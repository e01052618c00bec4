//! Background cosmology.

use crate::{
    math::integrate_simpson,
    units::{fun, U_HUBBLE},
};

/// Floating-point precision to use for cosmological quantities.
#[allow(non_camel_case_types)]
pub type fco = f64;

/// Configuration parameters for a flat ΛCDM cosmology.
#[derive(Clone, Debug, PartialEq)]
pub struct CosmologyConfig {
    /// Hubble constant [km/s/Mpc].
    pub hubble_constant: fco,
    /// Matter density parameter today.
    pub omega_matter: fco,
    /// Dark energy density parameter today.
    pub omega_lambda: fco,
}

impl CosmologyConfig {
    pub const DEFAULT_HUBBLE_CONSTANT: fco = 67.4;
    pub const DEFAULT_OMEGA_MATTER: fco = 0.315;
    pub const DEFAULT_OMEGA_LAMBDA: fco = 0.685;

    /// Parameters from the Planck 2018 results (TT,TE,EE+lowE+lensing).
    pub fn planck_2018() -> Self {
        Self {
            hubble_constant: Self::DEFAULT_HUBBLE_CONSTANT,
            omega_matter: Self::DEFAULT_OMEGA_MATTER,
            omega_lambda: Self::DEFAULT_OMEGA_LAMBDA,
        }
    }

    /// Panics if any of the configuration parameter values are invalid.
    pub fn validate(&self) {
        assert!(
            self.hubble_constant > 0.0,
            "Hubble constant must be larger than zero."
        );
        assert!(
            self.omega_matter >= 0.0,
            "Matter density parameter must be larger than or equal to zero."
        );
        assert!(
            self.omega_lambda >= 0.0,
            "Dark energy density parameter must be larger than or equal to zero."
        );
        assert!(
            self.omega_matter + self.omega_lambda > 0.0,
            "Total density parameter must be larger than zero."
        );
    }
}

impl Default for CosmologyConfig {
    fn default() -> Self {
        Self::planck_2018()
    }
}

/// Expansion history of a flat ΛCDM universe.
#[derive(Clone, Debug)]
pub struct Cosmology {
    config: CosmologyConfig,
    hubble_constant: fco,
}

impl Cosmology {
    const LOOKBACK_TIME_INTERVALS_PER_UNIT_REDSHIFT: usize = 200;

    pub fn new(config: CosmologyConfig) -> Self {
        config.validate();
        let hubble_constant = config.hubble_constant * (U_HUBBLE as fco);
        Self {
            config,
            hubble_constant,
        }
    }

    pub fn config(&self) -> &CosmologyConfig {
        &self.config
    }

    /// Returns the Hubble rate at the given redshift [1/s].
    pub fn hubble_rate(&self, redshift: fco) -> fco {
        let scale = 1.0 + redshift;
        self.hubble_constant
            * fco::sqrt(self.config.omega_matter * scale * scale * scale + self.config.omega_lambda)
    }

    /// Returns the magnitude of the cosmic time elapsed per unit redshift [s].
    pub fn dtdz(&self, redshift: fco) -> fco {
        1.0 / (self.hubble_rate(redshift) * (1.0 + redshift))
    }

    /// Returns the factor by which a Lorentz factor shrinks from adiabatic
    /// expansion when going from `old_redshift` to `new_redshift`.
    pub fn adiabatic_relative_loss(&self, old_redshift: fco, new_redshift: fco) -> fco {
        (1.0 + new_redshift) / (1.0 + old_redshift)
    }

    /// Returns the time elapsed between the given redshift and today [s].
    pub fn lookback_time(&self, redshift: fco) -> fco {
        if redshift <= 0.0 {
            return 0.0;
        }
        let n_intervals = usize::max(
            2,
            (fun::ceil(redshift) as usize) * Self::LOOKBACK_TIME_INTERVALS_PER_UNIT_REDSHIFT,
        );
        integrate_simpson(|z| self.dtdz(z), 0.0, redshift, n_intervals)
    }
}

impl Default for Cosmology {
    fn default() -> Self {
        Self::new(CosmologyConfig::default())
    }
}

#[cfg(test)]
mod tests {
    use super::*;
    use crate::units::U_GYR;
    use approx::assert_relative_eq;

    #[test]
    fn hubble_rate_today_equals_hubble_constant() {
        let cosmology = Cosmology::default();
        assert_relative_eq!(
            cosmology.hubble_rate(0.0),
            67.4 * U_HUBBLE,
            max_relative = 1e-12
        );
    }

    #[test]
    fn dtdz_decreases_with_redshift() {
        let cosmology = Cosmology::default();
        assert!(cosmology.dtdz(0.0) > cosmology.dtdz(1.0));
        assert!(cosmology.dtdz(1.0) > cosmology.dtdz(5.0));
        assert!(cosmology.dtdz(5.0) > 0.0);
    }

    #[test]
    fn adiabatic_loss_follows_scale_factor() {
        let cosmology = Cosmology::default();
        assert_relative_eq!(cosmology.adiabatic_relative_loss(1.0, 0.0), 0.5);
        assert_relative_eq!(cosmology.adiabatic_relative_loss(3.0, 1.0), 0.5);
    }

    #[test]
    fn lookback_time_to_redshift_one_is_about_eight_gyr() {
        let cosmology = Cosmology::default();
        let lookback_time = cosmology.lookback_time(1.0) / U_GYR;
        assert!(lookback_time > 7.8 && lookback_time < 8.1);
    }

    #[test]
    #[should_panic]
    fn negative_hubble_constant_is_rejected() {
        Cosmology::new(CosmologyConfig {
            hubble_constant: -1.0,
            ..CosmologyConfig::default()
        });
    }
}
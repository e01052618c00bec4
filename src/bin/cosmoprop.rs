//! Command line runner for the `cosmoprop` library.

#[cfg(not(feature = "for-testing"))]
#[quit::main]
fn main() {
    #[cfg(feature = "cli")]
    cosmoprop::cli::run::run();
}

#[cfg(feature = "for-testing")]
fn main() {
    #[cfg(feature = "cli")]
    {
        eprintln!(
            "Warning: The `for-testing` feature is enabled, which will clutter error messages\n\
             Tip: Use cargo flag --features=all-non-testing to include all features except `for-testing`"
        );
        cosmoprop::cli::run::run();
    }
}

**YOUR ASSIGNMENT**
What lines in the listing contain "validate"? Copy them all.

**ANSWER SECTION**
    pub fn validate(&self) {
        config.validate();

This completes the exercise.